→ **EXERCISE**:
Lines with the word "successful": copy all of them from the entries below.

→ **RECORDED DATA**:
◇ ◇ ◇ ◇ ◇ ◇ ◇

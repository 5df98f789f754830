//! Publisher store replies.
//!
//! A successful store returns one of two JSON variants: the blob was
//! already certified on the network, or it was newly created. Both carry a
//! locator and a ledger reference; the pool normalizes them into a single
//! [`StoredBlob`] exactly once, and nothing downstream re-checks the
//! variant tags.

use serde::{Deserialize, Serialize};

use vaultline_core::BlobLocator;

/// Raw publisher response, as the storage network serializes it.
#[derive(Debug, Clone, PartialEq, Eq, Serialize, Deserialize)]
#[serde(rename_all = "camelCase")]
pub enum StoreReply {
    /// The network already holds this (content-addressed) blob.
    AlreadyCertified(AlreadyCertified),
    /// The blob was stored for the first time.
    NewlyCreated(NewlyCreated),
}

#[derive(Debug, Clone, PartialEq, Eq, Serialize, Deserialize)]
#[serde(rename_all = "camelCase")]
pub struct AlreadyCertified {
    pub blob_id: String,
    pub event: CertificationEvent,
}

#[derive(Debug, Clone, PartialEq, Eq, Serialize, Deserialize)]
#[serde(rename_all = "camelCase")]
pub struct CertificationEvent {
    pub tx_digest: String,
}

#[derive(Debug, Clone, PartialEq, Eq, Serialize, Deserialize)]
#[serde(rename_all = "camelCase")]
pub struct NewlyCreated {
    pub blob_object: BlobObject,
}

#[derive(Debug, Clone, PartialEq, Eq, Serialize, Deserialize)]
#[serde(rename_all = "camelCase")]
pub struct BlobObject {
    pub blob_id: String,
    pub id: String,
}

/// The normalized result of a successful store.
#[derive(Debug, Clone, PartialEq, Eq)]
pub struct StoredBlob {
    /// The blob's locator on the network.
    pub locator: BlobLocator,
    /// Ledger reference: certification event digest or blob object id.
    pub reference: String,
}

impl StoreReply {
    /// Collapse both variants into locator + reference.
    pub fn into_stored(self) -> StoredBlob {
        match self {
            StoreReply::AlreadyCertified(reply) => StoredBlob {
                locator: BlobLocator::new(reply.blob_id),
                reference: reply.event.tx_digest,
            },
            StoreReply::NewlyCreated(reply) => StoredBlob {
                locator: BlobLocator::new(reply.blob_object.blob_id),
                reference: reply.blob_object.id,
            },
        }
    }
}

#[cfg(test)]
mod tests {
    use super::*;

    #[test]
    fn test_parse_already_certified() {
        let json = r#"{"alreadyCertified":{"blobId":"blob-1","event":{"txDigest":"0xd1"}}}"#;
        let reply: StoreReply = serde_json::from_str(json).unwrap();

        let stored = reply.into_stored();
        assert_eq!(stored.locator.as_str(), "blob-1");
        assert_eq!(stored.reference, "0xd1");
    }

    #[test]
    fn test_parse_newly_created() {
        let json = r#"{"newlyCreated":{"blobObject":{"blobId":"blob-2","id":"0xobj"}}}"#;
        let reply: StoreReply = serde_json::from_str(json).unwrap();

        let stored = reply.into_stored();
        assert_eq!(stored.locator.as_str(), "blob-2");
        assert_eq!(stored.reference, "0xobj");
    }

    #[test]
    fn test_unknown_shape_fails() {
        assert!(serde_json::from_str::<StoreReply>(r#"{"certified":{}}"#).is_err());
    }
}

◇ ◇ ◇ ◇ ◇ ◇ ◇

→ **THE ANSWER**:
//! A successful store returns one of two JSON variants: the blob was
/// The normalized result of a successful store.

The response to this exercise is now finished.